Work item —
Look through the data below and, wherever a line carries the word "SeqCst", please copy that line.

Extracted information —
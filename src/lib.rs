//! Yabu - yet another backup utility
//!
//! Preset-driven archive backups: each preset maps a set of targets
//! (files or directories) to one or more destinations, each with its own
//! naming and retention policy. The engine creates zip archives, rebuilds
//! backup metadata from filenames alone, rotates out the oldest archives,
//! and restores them safely.

pub mod config;
pub mod error;
pub mod managers;
pub mod utils;

// Re-export commonly used types
pub use config::{ConfigError, Destination, FileFormat, Preset, PresetStore};
pub use error::{EngineError, Result};
pub use managers::backup::{BackupEngine, CreateReport, PairError, RestoreOptions};
pub use managers::logging::{init_console_logging, init_logging, LogGuard, LoggingConfig};
pub use utils::naming::Backup;

// Time source abstraction (the manual clock is used by the test suite)
pub use utils::clock::{Clock, ManualClock, SystemClock};
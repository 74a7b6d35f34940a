//! Maps each tool to its adapter and runs calls under the retry policy.

use std::collections::HashMap;
use std::sync::Arc;

use crate::config::OpsConfig;
use crate::error::{AdapterError, AdapterErrorKind};
use crate::tools::action::{ToolAction, ToolKind};
use crate::tools::adapter::{ToolAdapter, ToolResponse};
use crate::tools::retry::{Retried, RetryExhausted, RetryPolicy, with_retry};
use crate::tools::router::ToolRouterAdapter;
use crate::tools::simulated::{SimulatedAdapter, simulated_response};

/// Adapters keyed by tool. A tool without an adapter is "unconfigured".
#[derive(Clone, Default)]
pub struct ToolSet {
    adapters: HashMap<ToolKind, Arc<dyn ToolAdapter>>,
}

impl ToolSet {
    pub fn new() -> Self {
        Self::default()
    }

    /// Every tool backed by [`SimulatedAdapter`].
    pub fn simulated() -> Self {
        ToolKind::ALL.into_iter().fold(Self::new(), |set, kind| {
            set.with_adapter(Arc::new(SimulatedAdapter::new(kind)))
        })
    }

    /// Build from configuration: simulation wins, then the router, else empty.
    pub fn from_config(config: &OpsConfig) -> Self {
        if config.simulate_tools {
            tracing::info!("Tool simulation enabled for all tools");
            return Self::simulated();
        }
        match &config.router {
            Some(router) => {
                let client = reqwest::Client::new();
                ToolKind::ALL.into_iter().fold(Self::new(), |set, kind| {
                    set.with_adapter(Arc::new(ToolRouterAdapter::new(kind, router, client.clone())))
                })
            }
            None => {
                tracing::warn!("No tool router configured; tool calls will use the configuration fallback");
                Self::new()
            }
        }
    }

    /// Register (or replace) the adapter for its tool.
    pub fn with_adapter(mut self, adapter: Arc<dyn ToolAdapter>) -> Self {
        self.adapters.insert(adapter.tool(), adapter);
        self
    }

    pub fn get(&self, tool: ToolKind) -> Option<Arc<dyn ToolAdapter>> {
        self.adapters.get(&tool).cloned()
    }

    pub fn is_configured(&self, tool: ToolKind) -> bool {
        self.adapters.contains_key(&tool)
    }

    /// Call `action` through its adapter under `policy`.
    ///
    /// A missing adapter, or one reporting itself unconfigured, yields the
    /// configuration fallback immediately: flagged `simulated`, zero retries.
    pub async fn call(
        &self,
        policy: &RetryPolicy,
        action: ToolAction,
        params: &serde_json::Value,
    ) -> Result<Retried<ToolResponse>, RetryExhausted> {
        let Some(adapter) = self.get(action.tool()) else {
            return Ok(Self::fallback(action, params, 0));
        };

        let result = with_retry(policy, action, |_| {
            let adapter = adapter.clone();
            async move { adapter.execute(action, params).await }
        })
        .await;

        match result {
            Err(RetryExhausted {
                last:
                    AdapterError {
                        kind: AdapterErrorKind::Unconfigured,
                        ..
                    },
                attempts,
            }) => Ok(Self::fallback(action, params, attempts)),
            other => other,
        }
    }

    fn fallback(action: ToolAction, params: &serde_json::Value, attempts: u32) -> Retried<ToolResponse> {
        tracing::info!(
            tool = %action.tool(),
            action = %action,
            simulated = true,
            "Tool unconfigured, using configuration fallback"
        );
        Retried {
            value: simulated_response(action, params),
            attempts,
        }
    }
}

#[cfg(test)]
mod tests {
    use std::sync::atomic::{AtomicU32, Ordering};

    use async_trait::async_trait;

    use super::*;

    struct Unconfigured {
        calls: AtomicU32,
    }

    #[async_trait]
    impl ToolAdapter for Unconfigured {
        fn tool(&self) -> ToolKind {
            ToolKind::Chat
        }

        async fn execute(
            &self,
            action: ToolAction,
            _params: &serde_json::Value,
        ) -> Result<ToolResponse, AdapterError> {
            self.calls.fetch_add(1, Ordering::SeqCst);
            Err(AdapterError::unconfigured(ToolKind::Chat, action))
        }
    }

    #[tokio::test]
    async fn missing_adapter_yields_flagged_fallback() {
        let set = ToolSet::new();
        let out = set
            .call(&RetryPolicy::immediate(3), ToolAction::CreateCard, &serde_json::json!({}))
            .await
            .unwrap();
        assert!(out.value.simulated);
        assert_eq!(out.attempts, 0);
        assert!(out.value.artifact_id("id").is_some());
    }

    #[tokio::test]
    async fn unconfigured_adapter_is_not_retried() {
        let adapter = Arc::new(Unconfigured {
            calls: AtomicU32::new(0),
        });
        let set = ToolSet::new().with_adapter(adapter.clone());
        let out = set
            .call(&RetryPolicy::immediate(3), ToolAction::SendMessage, &serde_json::json!({}))
            .await
            .unwrap();
        assert!(out.value.simulated);
        assert_eq!(adapter.calls.load(Ordering::SeqCst), 1);
    }

    #[test]
    fn simulated_set_covers_every_tool() {
        let set = ToolSet::simulated();
        for kind in ToolKind::ALL {
            assert!(set.is_configured(kind));
        }
    }
}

Response —
            self.calls.fetch_add(1, Ordering::SeqCst);
        assert_eq!(adapter.calls.load(Ordering::SeqCst), 1);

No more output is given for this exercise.